*WHAT TO PRODUCE*.
One part of the entries below is wanted: the lines from the one containing "let config = parse_config(&content)?;" through the one containing "[collection]". Write those out exactly and nothing else.

*DATA FOR THIS EXERCISE*.
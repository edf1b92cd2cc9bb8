use crate::config::types::Config;
use crate::config::validation::validate;
use crate::ConfigError;
use sha2::{Digest, Sha256};
use std::path::Path;

/// Loads and parses a configuration file from the given path
///
/// # Arguments
///
/// * `path` - Path to the TOML configuration file
///
/// # Returns
///
/// * `Ok(Config)` - Successfully loaded and validated configuration
/// * `Err(ConfigError)` - Failed to load, parse, or validate the configuration
pub fn load_config(path: &Path) -> Result<Config, ConfigError> {
    let content = std::fs::read_to_string(path)?;
    parse_config(&content)
}

/// Parses and validates configuration from TOML text
pub fn parse_config(content: &str) -> Result<Config, ConfigError> {
    let config: Config = toml::from_str(content)?;
    validate(&config)?;
    Ok(config)
}

/// Computes a SHA-256 hash of the configuration file content
///
/// This is stored next to the resume ledger so a resumed harvest can tell
/// when the discovery scope may have changed between runs.
///
/// # Returns
///
/// * `Ok(String)` - Hex-encoded SHA-256 hash of the file content
/// * `Err(ConfigError)` - Failed to read the file
pub fn compute_config_hash(path: &Path) -> Result<String, ConfigError> {
    let content = std::fs::read_to_string(path)?;
    Ok(hash_content(&content))
}

/// Loads a configuration and returns both the config and its hash
pub fn load_config_with_hash(path: &Path) -> Result<(Config, String), ConfigError> {
    let content = std::fs::read_to_string(path)?;
    let config = parse_config(&content)?;
    Ok((config, hash_content(&content)))
}

fn hash_content(content: &str) -> String {
    let mut hasher = Sha256::new();
    hasher.update(content.as_bytes());
    hex::encode(hasher.finalize())
}

#[cfg(test)]
pub(crate) const SAMPLE_CONFIG: &str = r#"
[discovery]
endpoint = "https://www.reddit.com/r/Habs/search.json"
query = "Game Thread"
target-count = 300
max-age-days = 730

[filter]
primary = "(?i)\\bgame thread\\b"
exclude = ["(?i)\\bpost[- ]?game\\b", "(?i)\\bpre[- ]?game\\b"]

[collection]
endpoint = "https://api.pullpush.io/reddit/search/comment/"
max-pages = 200
stall-limit = 3

[http]
timeout-secs = 30
max-attempts = 5
backoff-ceiling-secs = 30.0
jitter-max-secs = 1.0
page-delay-ms = 1000

[user-agent]
crawler-name = "ThreadHarvest"
crawler-version = "0.1.0"
contact-url = "https://example.com/about"
contact-email = "admin@example.com"

[output]
parents-path = "data/threads.jsonl"
records-path = "data/comments.jsonl"
ledger-path = "data/done_threads.txt"
export-path = "data/train.txt"
"#;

*THE COMPLETED TASK*.
    let config = parse_config(&content)?;
    Ok((config, hash_content(&content)))
}

fn hash_content(content: &str) -> String {
    let mut hasher = Sha256::new();
    hasher.update(content.as_bytes());
    hex::encode(hasher.finalize())
}

#[cfg(test)]
pub(crate) const SAMPLE_CONFIG: &str = r#"
[discovery]
endpoint = "https://www.reddit.com/r/Habs/search.json"
query = "Game Thread"
target-count = 300
max-age-days = 730

[filter]
primary = "(?i)\\bgame thread\\b"
exclude = ["(?i)\\bpost[- ]?game\\b", "(?i)\\bpre[- ]?game\\b"]

[collection]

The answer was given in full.